GOAL OF THE EXERCISE:
Print the records below verbatim.

Records from a dataset:
****************

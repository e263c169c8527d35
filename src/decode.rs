use serde::{de::DeserializeOwned, Serialize};
use serde_json::Value;

use crate::{DecodeError, QuerySnapshot, RecordSnapshot};


/// Decodes a single record. A record that does not exist decodes to `None`.
pub fn decode_record<T, R>(snapshot: &RecordSnapshot<R>) -> Result<Option<T>, DecodeError>
where
    T: DeserializeOwned,
{
    let Some(fields) = snapshot.fields() else {
        return Ok(None);
    };
    serde_json::from_value(Value::Object(fields.clone()))
        .map(Some)
        .map_err(|e| DecodeError::new(snapshot.id(), e))
}

/// Decodes every record of a query result, keeping the delivered order.
///
/// Each item is built from the record's fields plus `id` and `ref`,
/// which replace any fields of the same name.
pub fn decode_collection<T, R>(snapshot: &QuerySnapshot<R>) -> Result<Vec<T>, DecodeError>
where
    T: DeserializeOwned,
    R: Serialize,
{
    snapshot.records().iter().map(decode_item).collect()
}

fn decode_item<T, R>(snapshot: &RecordSnapshot<R>) -> Result<T, DecodeError>
where
    T: DeserializeOwned,
    R: Serialize,
{
    let id = snapshot.id();
    let reference =
        serde_json::to_value(snapshot.reference()).map_err(|e| DecodeError::new(id, e))?;
    let mut fields = snapshot.fields().cloned().unwrap_or_default();
    fields.insert("id".to_string(), Value::String(id.to_string()));
    fields.insert("ref".to_string(), reference);
    serde_json::from_value(Value::Object(fields)).map_err(|e| DecodeError::new(id, e))
}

****************

ANSWER SPACE:
repository e263c169c8527d35
filename src/decode.rs
use serde::{de::DeserializeOwned, Serialize};
use serde_json::Value;

use crate::{DecodeError, QuerySnapshot, RecordSnapshot};


/// Decodes a single record. A record that does not exist decodes to `None`.
pub fn decode_record<T, R>(snapshot: &RecordSnapshot<R>) -> Result<Option<T>, DecodeError>
where
    T: DeserializeOwned,
{
    let Some(fields) = snapshot.fields() else {
        return Ok(None);
    };
    serde_json::from_value(Value::Object(fields.clone()))
        .map(Some)
        .map_err(|e| DecodeError::new(snapshot.id(), e))
}

/// Decodes every record of a query result, keeping the delivered order.
///
/// Each item is built from the record's fields plus `id` and `ref`,
/// which replace any fields of the same name.
pub fn decode_collection<T, R>(snapshot: &QuerySnapshot<R>) -> Result<Vec<T>, DecodeError>
where
    T: DeserializeOwned,
    R: Serialize,
{
    snapshot.records().iter().map(decode_item).collect()
}

fn decode_item<T, R>(snapshot: &RecordSnapshot<R>) -> Result<T, DecodeError>
where
    T: DeserializeOwned,
    R: Serialize,
{
    let id = snapshot.id();
    let reference =
        serde_json::to_value(snapshot.reference()).map_err(|e| DecodeError::new(id, e))?;
    let mut fields = snapshot.fields().cloned().unwrap_or_default();
    fields.insert("id".to_string(), Value::String(id.to_string()));
    fields.insert("ref".to_string(), reference);
    serde_json::from_value(Value::Object(fields)).map_err(|e| DecodeError::new(id, e))
}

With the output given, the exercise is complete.